REFLEXIÓN

Los que matan sin violencia: Victoriano Rodríguez Santos

Panamá, en términos de inspiración poética, es un manantial, en pleno invierno. Desdichadamente los políticos corruptos se dieron cuenta de ese río de oro, plata y riquezas, que llenan sus garrafones. Y no conformes, crearon piscinas y desviaron el cauce de sus aguas hacia bancos y cuentas en el exterior. Bien lo dijo el fugitivo expresidente como eslogan de campaña: “Entran limpios y salen millonarios”, vanagloriándose de repudiar la “cueva de ladrones”, de la que se hizo socio directo. Gran parte de los proyectos impulsados en su gobierno demostraron ser un fracaso. Tal es la famosa Ciudad Hospitalaria que el viernes 13, por un descomunal tranque en la vía hacia el puente Centenario, confirmó que sería un casi asesinato, por decir lo menos, llevar a un enfermo de urgencia en días como el citado.

Podemos citar otros proyectos de ingrata recordación, como el puente Van Dam, las millonarias sumas pagadas por las estatuas en Balboa, las 35 toneladas metálicas de Los Juegos de Antaño, que nunca aparecieron, la incipiente pero demostrada filtración de aguas en el tercer juego de esclusas, las cintas costeras 1, 2 y 3, y muchas bellezas que el pueblo olvida. Ahora, la Caja de Seguro Social pretende alquilar ambulancias. Habría que conocer quiénes son los intermediarios.

Es imposible analizar el uso indiscriminado, hasta para no vestir de harapos, de las partidas discrecionales, que nadie se ha atrevido investigar. Alguien de forma jocosa, pero atinada escribió: “No somos un país pobre, somos un país empobrecido por políticos mafiosos que han desangrado a su patria” y adicional a ello quizás el mismo u otro autor agregó: “No nos faltan recursos, nos sobran ladrones”.

Vivimos en un país en que la corrupción ha idiotizado a muchos y es la razón del eslogan: “Un pueblo que elige corruptos no es víctima, es cómplice”. Y seguimos votando por los mismos. Quizás más del 90% de la población tiene país por cárcel, a pesar de ser gente decente, honesta, trabajadora y seria. Por desdicha, esa es la condena que le dan a quienes delinquen con los recursos del fisco; a quienes asesinan, día a día, de hambre a los panameños pobres y paupérrimos.

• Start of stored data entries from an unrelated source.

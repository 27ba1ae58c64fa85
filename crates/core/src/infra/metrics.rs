use parking_lot::Mutex;
use serde::Serialize;

/// 保持するレイテンシ記録の上限
const MAX_LATENCY_RECORDS: usize = 1000;

/// ローカルメトリクス収集器
pub struct Metrics {
    counters: Mutex<MetricsCounters>,
    latencies: Mutex<Vec<LatencyRecord>>,
}

#[derive(Debug, Default)]
struct MetricsCounters {
    runs_started: u64,
    runs_completed: u64,
    runs_aborted: u64,
    chunks_translated: u64,
    chunks_failed: u64,
    summaries_generated: u64,
    summaries_skipped: u64,
}

#[derive(Debug, Clone, Serialize)]
pub struct LatencyRecord {
    pub phase: String,
    pub duration_ms: u64,
    pub timestamp: String,
}

/// メトリクスサマリー（実行終了時の表示用）
#[derive(Debug, Clone, Serialize)]
pub struct MetricsSummary {
    pub runs_started: u64,
    pub runs_completed: u64,
    pub runs_aborted: u64,
    pub chunks_translated: u64,
    pub chunks_failed: u64,
    pub summaries_generated: u64,
    pub summaries_skipped: u64,
    pub avg_latency_ms: AvgLatency,
    pub recent_latencies: Vec<LatencyRecord>,
}

#[derive(Debug, Clone, Serialize)]
pub struct AvgLatency {
    pub chunk: Option<f64>,
    pub summary: Option<f64>,
}

pub const PHASE_CHUNK: &str = "chunk";
pub const PHASE_SUMMARY: &str = "summary";

impl Metrics {
    pub fn new() -> Self {
        Self {
            counters: Mutex::new(MetricsCounters::default()),
            latencies: Mutex::new(Vec::new()),
        }
    }

    pub fn inc_runs_started(&self) {
        self.counters.lock().runs_started += 1;
    }

    pub fn inc_runs_completed(&self) {
        self.counters.lock().runs_completed += 1;
    }

    pub fn inc_runs_aborted(&self) {
        self.counters.lock().runs_aborted += 1;
    }

    pub fn inc_chunks_translated(&self) {
        self.counters.lock().chunks_translated += 1;
    }

    pub fn inc_chunks_failed(&self) {
        self.counters.lock().chunks_failed += 1;
    }

    pub fn inc_summaries_generated(&self) {
        self.counters.lock().summaries_generated += 1;
    }

    pub fn inc_summaries_skipped(&self) {
        self.counters.lock().summaries_skipped += 1;
    }

    pub fn record_latency(&self, phase: &str, duration_ms: u64) {
        let record = LatencyRecord {
            phase: phase.to_string(),
            duration_ms,
            timestamp: chrono::Utc::now().to_rfc3339(),
        };
        let mut latencies = self.latencies.lock();
        latencies.push(record);
        if latencies.len() > MAX_LATENCY_RECORDS {
            let excess = latencies.len() - MAX_LATENCY_RECORDS;
            latencies.drain(0..excess);
        }
    }

    pub fn summary(&self) -> MetricsSummary {
        let c = self.counters.lock();
        let latencies = self.latencies.lock();

        let avg = |phase: &str| -> Option<f64> {
            let vals: Vec<f64> = latencies
                .iter()
                .filter(|r| r.phase == phase)
                .map(|r| r.duration_ms as f64)
                .collect();
            if vals.is_empty() {
                None
            } else {
                Some(vals.iter().sum::<f64>() / vals.len() as f64)
            }
        };

        let recent: Vec<LatencyRecord> = latencies.iter().rev().take(20).cloned().collect();

        MetricsSummary {
            runs_started: c.runs_started,
            runs_completed: c.runs_completed,
            runs_aborted: c.runs_aborted,
            chunks_translated: c.chunks_translated,
            chunks_failed: c.chunks_failed,
            summaries_generated: c.summaries_generated,
            summaries_skipped: c.summaries_skipped,
            avg_latency_ms: AvgLatency {
                chunk: avg(PHASE_CHUNK),
                summary: avg(PHASE_SUMMARY),
            },
            recent_latencies: recent,
        }
    }
}

impl Default for Metrics {
    fn default() -> Self {
        Self::new()
    }
}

Hablamos de la violencia que comete un ladrón o un asesino, sin percatarnos de que también se roba y se mata sin violencia cuando le hurtan al Estado y condenan al pueblo a sufrir hambre, enfermedades, desnutrición y analfabetismo; lo condenan a la pobreza permanente, a pesar de las dádivas de programas mal concebidos, como 120 a los 65, Ángel Guardián y Barrio Seguro, entre otros. Más que dar un “apoyo familiar” habría que buscar el desarrollo económico integral. No lo hacen, porque quieren mantener el clientelismo. Retomemos las estrofas de Gaspar Octavio Hernández, en Canto a la Bandera, y demostremos que en los panameños no hay cobardía. Es preferible pasar hambre, con honestidad, que vivir en la opulencia y escondido por temor a la justicia o a que te desaparezcan. ¡Dios te salve, Panamá!